■ Activity: Print exactly what the entries say, line by line, from the first line down to the one with "is not configured;", inclusive.
Entries shown START
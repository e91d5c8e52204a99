// Aglogen Assistant — Configuration

use serde::{Deserialize, Serialize};
use std::collections::HashMap;
use std::path::{Path, PathBuf};
use thiserror::Error;

use crate::crypto::ApiKeyEncryption;

#[derive(Error, Debug)]
pub enum ConfigError {
    #[error("failed to read config file: {0}")]
    ReadFile(#[from] std::io::Error),
    #[error("failed to parse config: {0}")]
    Parse(#[from] serde_json::Error),
    #[error("home directory not found")]
    NoHomeDir,
    #[error("encryption key is not configured; generate one with `aglogen-assistant keygen`")]
    MissingEncryptionKey,
    #[error("encryption key is invalid: {0}")]
    InvalidEncryptionKey(String),
    #[error("{0}")]
    Other(String),
}

// ---------------------------------------------------------------------------
// Top-level Config
// ---------------------------------------------------------------------------

#[derive(Debug, Clone, Serialize, Deserialize, Default)]
pub struct Config {
    #[serde(default)]
    pub server: ServerConfig,
    #[serde(default)]
    pub storage: StorageConfig,
    #[serde(default)]
    pub security: SecurityConfig,
    #[serde(default)]
    pub rag: RagConfig,
    #[serde(default)]
    pub assistant: AssistantConfig,
    #[serde(default)]
    pub tools: ToolsConfig,
}

// ---------------------------------------------------------------------------
// Server
// ---------------------------------------------------------------------------

#[derive(Debug, Clone, Serialize, Deserialize)]
pub struct ServerConfig {
    #[serde(default = "default_host")]
    pub host: String,
    #[serde(default = "default_port")]
    pub port: u16,
    /// Empty means any origin.
    #[serde(default)]
    pub allowed_origins: Vec<String>,
}

impl Default for ServerConfig {
    fn default() -> Self {
        Self {
            host: default_host(),
            port: default_port(),
            allowed_origins: Vec::new(),
        }
    }
}

// ---------------------------------------------------------------------------
// Storage
// ---------------------------------------------------------------------------

#[derive(Debug, Clone, Serialize, Deserialize)]
pub struct StorageConfig {
    #[serde(default = "default_data_dir")]
    pub data_dir: String,
    #[serde(default = "default_true")]
    pub persist: bool,
}

impl Default for StorageConfig {
    fn default() -> Self {
        Self {
            data_dir: default_data_dir(),
            persist: true,
        }
    }
}

// ---------------------------------------------------------------------------
// Security
// ---------------------------------------------------------------------------

#[derive(Debug, Clone, Serialize, Deserialize, Default)]
pub struct SecurityConfig {
    #[serde(default)]
    pub encryption_key: String,
}

// ---------------------------------------------------------------------------
// RAG
// ---------------------------------------------------------------------------

#[derive(Debug, Clone, Serialize, Deserialize)]
pub struct RagConfig {
    /// `openai` or `hash` (offline).
    #[serde(default = "default_embedding_provider")]
    pub embedding_provider: String,
    #[serde(default = "default_embedding_model")]
    pub embedding_model: String,
    #[serde(default)]
    pub api_key: String,
    #[serde(default)]
    pub api_base: String,
    #[serde(default = "default_dimensions")]
    pub dimensions: usize,
    #[serde(default = "default_min_score")]
    pub min_score: f64,
    #[serde(default = "default_k")]
    pub default_k: usize,
}

impl Default for RagConfig {
    fn default() -> Self {
        Self {
            embedding_provider: default_embedding_provider(),
            embedding_model: default_embedding_model(),
            api_key: String::new(),
            api_base: String::new(),
            dimensions: default_dimensions(),
            min_score: default_min_score(),
            default_k: default_k(),
        }
    }
}

// ---------------------------------------------------------------------------
// Assistant
// ---------------------------------------------------------------------------

#[derive(Debug, Clone, Serialize, Deserialize)]
pub struct AssistantConfig {
    #[serde(default = "default_max_tool_iterations")]
    pub max_tool_iterations: usize,
    #[serde(default = "default_max_tokens")]
    pub max_tokens: u32,
    #[serde(default = "default_temperature")]
    pub temperature: f64,
    #[serde(default = "default_system_prompt")]
    pub system_prompt: String,
    /// Per-provider base URL overrides, keyed by provider name.
    #[serde(default)]
    pub api_bases: HashMap<String, String>,
}

impl Default for AssistantConfig {
    fn default() -> Self {
        Self {
            max_tool_iterations: default_max_tool_iterations(),
            max_tokens: default_max_tokens(),
            temperature: default_temperature(),
            system_prompt: default_system_prompt(),
            api_bases: HashMap::new(),
        }
    }
}

// ---------------------------------------------------------------------------
// Tools
// ---------------------------------------------------------------------------

#[derive(Debug, Clone, Serialize, Deserialize)]
pub struct ToolsConfig {
    /// Categories exposed to the assistant and the HTTP catalog. Empty enables all.
    #[serde(default = "default_categories")]
    pub enabled_categories: Vec<String>,
}

impl Default for ToolsConfig {
    fn default() -> Self {
        Self {
            enabled_categories: default_categories(),
        }
    }
}

impl ToolsConfig {
    pub fn is_enabled(&self, category: &str) -> bool {
        self.enabled_categories.is_empty() || self.enabled_categories.iter().any(|c| c == category)
    }
}

// ---------------------------------------------------------------------------
// Defaults
// ---------------------------------------------------------------------------

fn default_host() -> String {
    "127.0.0.1".into()
}
fn default_port() -> u16 {
    8000
}
fn default_data_dir() -> String {
    "~/.aglogen/data".into()
}
fn default_true() -> bool {
    true
}
fn default_embedding_provider() -> String {
    "hash".into()
}
fn default_embedding_model() -> String {
    crate::rag::embedding::DEFAULT_EMBEDDING_MODEL.into()
}
fn default_dimensions() -> usize {
    crate::rag::embedding::DEFAULT_DIMENSIONS
}
fn default_min_score() -> f64 {
    crate::rag::search::DEFAULT_MIN_SCORE
}
fn default_k() -> usize {
    crate::rag::search::DEFAULT_K
}
fn default_max_tool_iterations() -> usize {
    10
}
fn default_max_tokens() -> u32 {
    4096
}
fn default_temperature() -> f64 {
    0.7
}
fn default_system_prompt() -> String {
    "You are the Aglogen research assistant. You help scientists run and analyze \
     fractal aggregate simulations (DLA, CCA, ballistic and tunable models). \
     Use the available tools to start simulations, inspect results, run fractal \
     analyses and search the knowledge base. Report numbers with their units \
     and say when a task is still running."
        .into()
}
fn default_categories() -> Vec<String> {
    ["simulation", "analysis", "study", "utility", "knowledge"]
        .iter()
        .map(|s| s.to_string())
        .collect()
}

// ---------------------------------------------------------------------------
// Loading
// ---------------------------------------------------------------------------

impl Config {
    /// Load config from a JSON file, falling back to defaults if missing.
    /// Environment overrides are applied in both cases.
    pub fn load(path: &Path) -> Result<Self, ConfigError> {
        let mut config = if path.exists() {
            let contents = std::fs::read_to_string(path)?;
            serde_json::from_str(&contents)?
        } else {
            tracing::warn!("Config file not found at {:?}, using defaults", path);
            Config::default()
        };
        config.apply_env_overrides();
        Ok(config)
    }

    /// Apply environment variable overrides (prefix: AGLOGEN_)
    fn apply_env_overrides(&mut self) {
        if let Ok(v) = std::env::var("AGLOGEN_SERVER_HOST") {
            self.server.host = v;
        }
        if let Ok(v) = std::env::var("AGLOGEN_SERVER_PORT") {
            if let Ok(n) = v.parse() {
                self.server.port = n;
            }
        }
        if let Ok(v) = std::env::var("AGLOGEN_SERVER_ALLOWED_ORIGINS") {
            self.server.allowed_origins = v
                .split(',')
                .map(str::trim)
                .filter(|s| !s.is_empty())
                .map(String::from)
                .collect();
        }
        if let Ok(v) = std::env::var("AGLOGEN_STORAGE_DATA_DIR") {
            self.storage.data_dir = v;
        }
        if let Ok(v) = std::env::var("AGLOGEN_STORAGE_PERSIST") {
            self.storage.persist = v.parse().unwrap_or(true);
        }
        if let Ok(v) = std::env::var("AGLOGEN_SECURITY_ENCRYPTION_KEY") {
            self.security.encryption_key = v;
        }
        // RAG overrides
        if let Ok(v) = std::env::var("AGLOGEN_RAG_EMBEDDING_PROVIDER") {
            self.rag.embedding_provider = v;
        }
        if let Ok(v) = std::env::var("AGLOGEN_RAG_EMBEDDING_MODEL") {
            self.rag.embedding_model = v;
        }
        if let Ok(v) = std::env::var("AGLOGEN_RAG_API_KEY") {
            self.rag.api_key = v;
        }
        if let Ok(v) = std::env::var("AGLOGEN_RAG_API_BASE") {
            self.rag.api_base = v;
        }
        if let Ok(v) = std::env::var("AGLOGEN_RAG_DIMENSIONS") {
            if let Ok(n) = v.parse() {
                self.rag.dimensions = n;
            }
        }
        // Assistant overrides
        if let Ok(v) = std::env::var("AGLOGEN_ASSISTANT_MAX_TOOL_ITERATIONS") {
            if let Ok(n) = v.parse() {
                self.assistant.max_tool_iterations = n;
            }
        }
        if let Ok(v) = std::env::var("AGLOGEN_ASSISTANT_MAX_TOKENS") {
            if let Ok(n) = v.parse() {
                self.assistant.max_tokens = n;
            }
        }
        if let Ok(v) = std::env::var("AGLOGEN_ASSISTANT_TEMPERATURE") {
            if let Ok(n) = v.parse() {
                self.assistant.temperature = n;
            }
        }
    }

    /// Get the default config file path: ~/.aglogen/config.json
    pub fn default_path() -> Result<PathBuf, ConfigError> {
        let home = dirs::home_dir().ok_or(ConfigError::NoHomeDir)?;
        Ok(home.join(".aglogen").join("config.json"))
    }

    /// Resolve the data directory, expanding `~` to the home directory.
    pub fn data_dir(&self) -> Result<PathBuf, ConfigError> {
        let dir = &self.storage.data_dir;
        if let Some(stripped) = dir.strip_prefix('~') {
            let home = dirs::home_dir().ok_or(ConfigError::NoHomeDir)?;
            Ok(home.join(dir.strip_prefix("~/").unwrap_or(stripped)))
        } else {
            Ok(PathBuf::from(dir))
        }
    }

    /// The encryption helper for stored provider keys.
    pub fn encryption(&self) -> Result<ApiKeyEncryption, ConfigError> {
        if self.security.encryption_key.trim().is_empty() {
            return Err(ConfigError::MissingEncryptionKey);
        }
        ApiKeyEncryption::new(&self.security.encryption_key)
            .map_err(|e| ConfigError::InvalidEncryptionKey(e.to_string()))
    }

    /// Validate configuration for basic correctness.
    pub fn validate(&self) -> Result<(), ConfigError> {
        self.encryption()?;

        if self.server.port == 0 {
            return Err(ConfigError::Other("server.port must be non-zero".to_string()));
        }

        if !(0.0..=1.0).contains(&self.rag.min_score) {
            return Err(ConfigError::Other(format!(
                "rag.min_score must be between 0 and 1, got {}",
                self.rag.min_score
            )));
        }

        if self.rag.embedding_provider == "openai" && self.rag.api_key.is_empty() {
            tracing::warn!("RAG embedding provider is 'openai' but no API key is configured");
        }

        Ok(())
    }
}

// ---------------------------------------------------------------------------
// Tests
// ---------------------------------------------------------------------------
Entries shown END
■ Result:
repository e91d5c8e52204a99
// Aglogen Assistant — Configuration

use serde::{Deserialize, Serialize};
use std::collections::HashMap;
use std::path::{Path, PathBuf};
use thiserror::Error;

use crate::crypto::ApiKeyEncryption;

#[derive(Error, Debug)]
pub enum ConfigError {
    #[error("failed to read config file: {0}")]
    ReadFile(#[from] std::io::Error),
    #[error("failed to parse config: {0}")]
    Parse(#[from] serde_json::Error),
    #[error("home directory not found")]
    NoHomeDir,
    #[error("encryption key is not configured; generate one with `aglogen-assistant keygen`")]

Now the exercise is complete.